UBC Faculty Research and Publications

A Deep Learning Strategy for Automatic Sleep Staging Based on Two-Channel EEG Headband Data Casciola, Amelia A.; Carlucci, Sebastiano K.; Kent, Brianne A.; Punch, Amanda M.; Muszynski, Michael A.; Zhou, Daniel; Kazemi, Alireza; Mirian, Maryam S.; Valerio, Jason; McKeown, Martin J.; et al.
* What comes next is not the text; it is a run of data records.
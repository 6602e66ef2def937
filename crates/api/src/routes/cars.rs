//! Public storefront car routes.

use axum::{
    Json, Router,
    extract::{Path, Query, State},
    routing::get,
};
use serde::{Deserialize, Deserializer};
use tracing::instrument;

use kifaru_core::CarId;

use crate::db::CarRepository;
use crate::error::{AppError, Result};
use crate::models::{Car, CarFilter, CarPage, CarSort, Pagination};
use crate::state::AppState;

/// Default page size for the storefront listing.
const DEFAULT_LIMIT: u32 = 12;
/// Hard cap on the page size.
const MAX_LIMIT: u32 = 100;

/// Deserialize empty strings as None for optional fields.
///
/// The storefront submits every filter input, filled in or not.
fn empty_string_as_none<'de, D, T>(deserializer: D) -> std::result::Result<Option<T>, D::Error>
where
    D: Deserializer<'de>,
    T: std::str::FromStr,
    T::Err: std::fmt::Display,
{
    let s: Option<String> = Option::deserialize(deserializer)?;
    match s.as_deref().map(str::trim) {
        None | Some("") => Ok(None),
        Some(s) => s.parse().map(Some).map_err(serde::de::Error::custom),
    }
}

/// Storefront listing query parameters.
#[derive(Debug, Default, Deserialize)]
pub struct ListCarsQuery {
    #[serde(default)]
    pub search: Option<String>,
    #[serde(default, rename = "priceMin", deserialize_with = "empty_string_as_none")]
    pub price_min: Option<i64>,
    #[serde(default, rename = "priceMax", deserialize_with = "empty_string_as_none")]
    pub price_max: Option<i64>,
    #[serde(default, deserialize_with = "empty_string_as_none")]
    pub year: Option<i32>,
    /// Engine type filter; the storefront calls it fuel.
    #[serde(default, rename = "fuelType")]
    pub fuel_type: Option<String>,
    #[serde(default)]
    pub transmission: Option<String>,
    #[serde(default, rename = "bodyType")]
    pub body_type: Option<String>,
    #[serde(default)]
    pub location: Option<String>,
    #[serde(default)]
    pub sort: Option<String>,
    #[serde(default, deserialize_with = "empty_string_as_none")]
    pub page: Option<u32>,
    #[serde(default, deserialize_with = "empty_string_as_none")]
    pub limit: Option<u32>,
}

impl ListCarsQuery {
    fn filter(&self) -> CarFilter {
        let non_empty =
            |v: &Option<String>| v.as_deref().map(str::trim).filter(|s| !s.is_empty()).map(String::from);
        CarFilter {
            search: non_empty(&self.search),
            price_min: self.price_min,
            price_max: self.price_max,
            year: self.year,
            engine_type: non_empty(&self.fuel_type),
            transmission: non_empty(&self.transmission),
            body_type: non_empty(&self.body_type),
            location: non_empty(&self.location),
        }
    }

    fn page(&self) -> u32 {
        self.page.unwrap_or(1).max(1)
    }

    fn limit(&self) -> u32 {
        self.limit.unwrap_or(DEFAULT_LIMIT).clamp(1, MAX_LIMIT)
    }
}

/// Build the public car routes.
pub fn router() -> Router<AppState> {
    Router::new()
        .route("/", get(list_cars))
        .route("/{id}", get(get_car))
}

/// List published cars with filtering, sorting and pagination.
#[instrument(skip(state))]
async fn list_cars(
    State(state): State<AppState>,
    Query(query): Query<ListCarsQuery>,
) -> Result<Json<CarPage>> {
    let repo = CarRepository::new(state.pool());
    let filter = query.filter();
    let sort = CarSort::from_query(query.sort.as_deref());
    let page = query.page();
    let limit = query.limit();

    let total = repo.count_published(&filter).await?;
    let cars = repo.list_published(&filter, sort, page, limit).await?;

    Ok(Json(CarPage {
        cars,
        pagination: Pagination::new(page, limit, total),
    }))
}

/// Fetch one car by ID, any status.
#[instrument(skip(state))]
async fn get_car(State(state): State<AppState>, Path(id): Path<i32>) -> Result<Json<Car>> {
    let car = CarRepository::new(state.pool())
        .get_by_id(CarId::new(id))
        .await?
        .ok_or_else(|| AppError::NotFound("Car not found".to_owned()))?;

    Ok(Json(car))
}

#[cfg(test)]
#[allow(clippy::unwrap_used)]
mod tests {
    use super::*;

    fn parse(query: &str) -> ListCarsQuery {
        serde_urlencoded::from_str(query).unwrap()
    }

    #[test]
    fn test_defaults() {
        let q = parse("");
        assert_eq!(q.page(), 1);
        assert_eq!(q.limit(), DEFAULT_LIMIT);
        let filter = q.filter();
        assert!(filter.search.is_none());
        assert!(filter.engine_type.is_none());
    }

    #[test]
    fn test_empty_strings_ignored() {
        let q = parse("priceMin=&year=&search=&fuelType=");
        assert_eq!(q.price_min, None);
        assert_eq!(q.year, None);
        assert!(q.filter().search.is_none());
        assert!(q.filter().engine_type.is_none());
    }

    #[test]
    fn test_full_query() {
        let q = parse(
            "search=cruiser&priceMin=1000000&priceMax=9000000&year=2021&fuelType=Diesel\
             &transmission=Automatic&bodyType=SUV&location=Nairobi&sort=price&page=2&limit=24",
        );
        let filter = q.filter();
        assert_eq!(filter.search.as_deref(), Some("cruiser"));
        assert_eq!(filter.price_min, Some(1_000_000));
        assert_eq!(filter.price_max, Some(9_000_000));
        assert_eq!(filter.year, Some(2021));
        assert_eq!(filter.engine_type.as_deref(), Some("Diesel"));
        assert_eq!(filter.body_type.as_deref(), Some("SUV"));
        assert_eq!(q.page(), 2);
        assert_eq!(q.limit(), 24);
        assert_eq!(CarSort::from_query(q.sort.as_deref()), CarSort::PriceAsc);
    }

    #[test]
    fn test_limit_is_capped() {
        assert_eq!(parse("limit=5000").limit(), MAX_LIMIT);
        assert_eq!(parse("limit=0").limit(), 1);
        assert_eq!(parse("page=0").page(), 1);
    }
}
Sleep disturbances are common in Alzheimer’s disease and other neurodegenerative disorders, and together represent a potential therapeutic target for disease modification. A major barrier for studying sleep in patients with dementia is the requirement for overnight polysomnography (PSG) to achieve formal sleep staging. This is not only costly, but also spending a night in a hospital setting is not always advisable in this patient group. As an alternative to PSG, portable electroencephalography (EEG) headbands (HB) have been developed, which reduce cost, increase patient comfort, and allow sleep recordings in a person’s home environment. However, naïve applications of current automated sleep staging systems tend to perform inadequately with HB data, due to their relatively lower quality. Here we present a deep learning (DL) model for automated sleep staging of HB EEG data to overcome these critical limitations. The solution includes a simple band-pass filtering, a data augmentation step, and a model using convolutional (CNN) and long short-term memory (LSTM) layers. With this model, we have achieved 74% (±10%) validation accuracy on low-quality two-channel EEG headband data and 77% (±10%) on gold-standard PSG. Our results suggest that DL approaches achieve robust sleep staging of both portable and in-hospital EEG recordings, and may allow for more widespread use of ambulatory sleep assessments across clinical conditions, including neurodegenerative disorders.